- _Data records_
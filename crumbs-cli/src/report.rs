use std::io::{self, Write};

use crossterm::style::Stylize;
use crumbs_core::{CleanEvent, CleanReport, format_size};

/// How a report line should be emphasized
#[derive(Debug, Clone, Copy, PartialEq, Eq)]
pub enum Tone {
    Plain,
    Notice,
    Warning,
    Error,
    Success,
}

fn tone(event: &CleanEvent) -> Tone {
    match event {
        CleanEvent::WouldDelete { .. } => Tone::Notice,
        CleanEvent::SkippedUnsafe { .. } => Tone::Warning,
        CleanEvent::Failed { .. } => Tone::Error,
        CleanEvent::RemovedFile { .. } | CleanEvent::Emptied { .. } => Tone::Plain,
        CleanEvent::EntryCleaned { .. } => Tone::Success,
    }
}

/// Every line of the final report, in order
pub fn report_lines(report: &CleanReport) -> Vec<(Tone, String)> {
    if report.nothing_selected() {
        return vec![(
            Tone::Notice,
            "Nothing selected. No files were deleted.".to_string(),
        )];
    }

    let mut lines: Vec<(Tone, String)> = report
        .events
        .iter()
        .map(|event| (tone(event), event.to_string()))
        .collect();

    lines.push((Tone::Plain, String::new()));
    if report.dry_run {
        lines.push((
            Tone::Notice,
            "Dry run: nothing was deleted, 0 B reclaimed.".to_string(),
        ));
    } else if report.before.is_none() || report.after.is_none() {
        lines.push((Tone::Notice, "Reclaimed space: N/A".to_string()));
    } else {
        lines.push((
            Tone::Success,
            format!("Reclaimed space: {}", format_size(report.reclaimed_bytes)),
        ));
    }

    let failures = report.failures().count();
    if failures > 0 {
        lines.push((
            Tone::Error,
            format!(
                "{} item{} could not be deleted",
                failures,
                if failures == 1 { "" } else { "s" }
            ),
        ));
    }
    lines
}

pub fn print_report(report: &CleanReport) -> io::Result<()> {
    let mut out = io::stdout().lock();
    for (tone, line) in report_lines(report) {
        match tone {
            Tone::Plain => writeln!(out, "{}", line)?,
            Tone::Notice => writeln!(out, "{}", line.yellow())?,
            Tone::Warning => writeln!(out, "{}", line.dark_yellow())?,
            Tone::Error => writeln!(out, "{}", line.red())?,
            Tone::Success => writeln!(out, "{}", line.green().bold())?,
        }
    }
    out.flush()
}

- _Aim of the exercise_
Retype all of the entries shown above, exactly.

- _Task output_
filename crumbs-cli/src/report.rs
use std::io::{self, Write};

use crossterm::style::Stylize;
use crumbs_core::{CleanEvent, CleanReport, format_size};

/// How a report line should be emphasized
#[derive(Debug, Clone, Copy, PartialEq, Eq)]
pub enum Tone {
    Plain,
    Notice,
    Warning,
    Error,
    Success,
}

fn tone(event: &CleanEvent) -> Tone {
    match event {
        CleanEvent::WouldDelete { .. } => Tone::Notice,
        CleanEvent::SkippedUnsafe { .. } => Tone::Warning,
        CleanEvent::Failed { .. } => Tone::Error,
        CleanEvent::RemovedFile { .. } | CleanEvent::Emptied { .. } => Tone::Plain,
        CleanEvent::EntryCleaned { .. } => Tone::Success,
    }
}

/// Every line of the final report, in order
pub fn report_lines(report: &CleanReport) -> Vec<(Tone, String)> {
    if report.nothing_selected() {
        return vec![(
            Tone::Notice,
            "Nothing selected. No files were deleted.".to_string(),
        )];
    }

    let mut lines: Vec<(Tone, String)> = report
        .events
        .iter()
        .map(|event| (tone(event), event.to_string()))
        .collect();

    lines.push((Tone::Plain, String::new()));
    if report.dry_run {
        lines.push((
            Tone::Notice,
            "Dry run: nothing was deleted, 0 B reclaimed.".to_string(),
        ));
    } else if report.before.is_none() || report.after.is_none() {
        lines.push((Tone::Notice, "Reclaimed space: N/A".to_string()));
    } else {
        lines.push((
            Tone::Success,
            format!("Reclaimed space: {}", format_size(report.reclaimed_bytes)),
        ));
    }

    let failures = report.failures().count();
    if failures > 0 {
        lines.push((
            Tone::Error,
            format!(
                "{} item{} could not be deleted",
                failures,
                if failures == 1 { "" } else { "s" }
            ),
        ));
    }
    lines
}

pub fn print_report(report: &CleanReport) -> io::Result<()> {
    let mut out = io::stdout().lock();
    for (tone, line) in report_lines(report) {
        match tone {
            Tone::Plain => writeln!(out, "{}", line)?,
            Tone::Notice => writeln!(out, "{}", line.yellow())?,
            Tone::Warning => writeln!(out, "{}", line.dark_yellow())?,
            Tone::Error => writeln!(out, "{}", line.red())?,
            Tone::Success => writeln!(out, "{}", line.green().bold())?,
        }
    }
    out.flush()
}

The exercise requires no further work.